**Task:** Using the data below, output the first line and every line after it up to and including the line containing "Paths are compared", exactly as written and with nothing added.

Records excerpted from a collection
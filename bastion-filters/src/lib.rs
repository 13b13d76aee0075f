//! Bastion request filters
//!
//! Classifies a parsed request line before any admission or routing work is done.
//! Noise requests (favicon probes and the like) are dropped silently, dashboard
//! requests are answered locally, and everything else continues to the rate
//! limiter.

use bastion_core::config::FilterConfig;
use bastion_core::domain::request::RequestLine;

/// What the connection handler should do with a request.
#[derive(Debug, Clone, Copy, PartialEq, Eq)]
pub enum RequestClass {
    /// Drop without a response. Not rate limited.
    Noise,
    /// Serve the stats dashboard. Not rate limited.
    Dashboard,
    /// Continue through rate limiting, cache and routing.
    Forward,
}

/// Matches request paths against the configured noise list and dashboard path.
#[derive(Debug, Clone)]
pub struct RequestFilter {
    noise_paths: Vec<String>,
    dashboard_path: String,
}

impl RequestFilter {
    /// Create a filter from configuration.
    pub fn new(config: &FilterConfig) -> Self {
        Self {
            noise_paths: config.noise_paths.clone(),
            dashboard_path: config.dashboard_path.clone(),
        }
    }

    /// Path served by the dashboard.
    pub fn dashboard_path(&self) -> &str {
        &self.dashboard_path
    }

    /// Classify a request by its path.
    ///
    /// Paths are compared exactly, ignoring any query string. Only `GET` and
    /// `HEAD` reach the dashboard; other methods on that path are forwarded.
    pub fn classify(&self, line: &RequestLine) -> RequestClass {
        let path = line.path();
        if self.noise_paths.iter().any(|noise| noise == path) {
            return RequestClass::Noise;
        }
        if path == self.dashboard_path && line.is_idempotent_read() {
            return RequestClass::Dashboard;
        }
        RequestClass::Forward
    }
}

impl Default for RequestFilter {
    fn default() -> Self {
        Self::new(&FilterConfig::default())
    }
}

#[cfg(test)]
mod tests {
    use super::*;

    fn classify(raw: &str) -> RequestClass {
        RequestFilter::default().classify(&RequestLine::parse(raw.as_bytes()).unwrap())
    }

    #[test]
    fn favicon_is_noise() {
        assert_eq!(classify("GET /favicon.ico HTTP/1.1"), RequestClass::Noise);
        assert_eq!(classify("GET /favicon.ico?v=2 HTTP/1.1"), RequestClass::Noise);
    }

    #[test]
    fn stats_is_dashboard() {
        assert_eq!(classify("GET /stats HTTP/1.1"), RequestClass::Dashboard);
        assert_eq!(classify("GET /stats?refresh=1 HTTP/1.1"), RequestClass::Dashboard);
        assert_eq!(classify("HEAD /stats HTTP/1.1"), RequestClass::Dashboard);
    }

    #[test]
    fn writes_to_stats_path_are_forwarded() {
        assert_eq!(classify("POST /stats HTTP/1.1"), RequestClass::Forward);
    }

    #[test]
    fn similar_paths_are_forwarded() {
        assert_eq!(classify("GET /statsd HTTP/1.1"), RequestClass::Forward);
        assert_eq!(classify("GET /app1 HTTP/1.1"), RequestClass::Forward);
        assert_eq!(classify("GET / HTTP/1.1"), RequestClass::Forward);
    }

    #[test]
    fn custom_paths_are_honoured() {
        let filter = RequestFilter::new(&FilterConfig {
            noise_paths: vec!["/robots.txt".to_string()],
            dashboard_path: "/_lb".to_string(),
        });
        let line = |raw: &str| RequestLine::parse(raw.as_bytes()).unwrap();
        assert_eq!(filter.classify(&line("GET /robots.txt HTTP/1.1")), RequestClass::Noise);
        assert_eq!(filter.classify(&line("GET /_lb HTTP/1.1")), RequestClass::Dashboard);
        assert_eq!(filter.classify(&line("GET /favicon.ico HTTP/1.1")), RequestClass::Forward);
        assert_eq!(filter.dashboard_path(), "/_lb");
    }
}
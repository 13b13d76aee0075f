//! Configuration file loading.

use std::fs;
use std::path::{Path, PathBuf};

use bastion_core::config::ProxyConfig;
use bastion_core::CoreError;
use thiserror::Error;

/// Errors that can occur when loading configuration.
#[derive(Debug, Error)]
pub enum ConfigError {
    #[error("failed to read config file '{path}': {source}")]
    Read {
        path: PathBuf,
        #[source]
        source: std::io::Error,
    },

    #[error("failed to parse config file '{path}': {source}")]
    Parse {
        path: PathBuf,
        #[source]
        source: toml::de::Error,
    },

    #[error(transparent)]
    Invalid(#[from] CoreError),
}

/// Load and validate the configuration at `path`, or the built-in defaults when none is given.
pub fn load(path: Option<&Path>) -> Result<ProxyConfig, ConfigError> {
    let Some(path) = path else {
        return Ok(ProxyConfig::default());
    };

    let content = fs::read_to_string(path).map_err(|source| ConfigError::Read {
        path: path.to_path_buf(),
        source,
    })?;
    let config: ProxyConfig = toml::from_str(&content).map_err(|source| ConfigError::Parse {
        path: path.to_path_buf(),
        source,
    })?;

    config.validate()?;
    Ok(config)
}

**Solved exercise:**
filename bastion-filters/src/lib.rs
repository 13b13d76aee0075f
//! Bastion request filters
//!
//! Classifies a parsed request line before any admission or routing work is done.
//! Noise requests (favicon probes and the like) are dropped silently, dashboard
//! requests are answered locally, and everything else continues to the rate
//! limiter.

use bastion_core::config::FilterConfig;
use bastion_core::domain::request::RequestLine;

/// What the connection handler should do with a request.
#[derive(Debug, Clone, Copy, PartialEq, Eq)]
pub enum RequestClass {
    /// Drop without a response. Not rate limited.
    Noise,
    /// Serve the stats dashboard. Not rate limited.
    Dashboard,
    /// Continue through rate limiting, cache and routing.
    Forward,
}

/// Matches request paths against the configured noise list and dashboard path.
#[derive(Debug, Clone)]
pub struct RequestFilter {
    noise_paths: Vec<String>,
    dashboard_path: String,
}

impl RequestFilter {
    /// Create a filter from configuration.
    pub fn new(config: &FilterConfig) -> Self {
        Self {
            noise_paths: config.noise_paths.clone(),
            dashboard_path: config.dashboard_path.clone(),
        }
    }

    /// Path served by the dashboard.
    pub fn dashboard_path(&self) -> &str {
        &self.dashboard_path
    }

    /// Classify a request by its path.
    ///
    /// Paths are compared exactly, ignoring any query string. Only `GET` and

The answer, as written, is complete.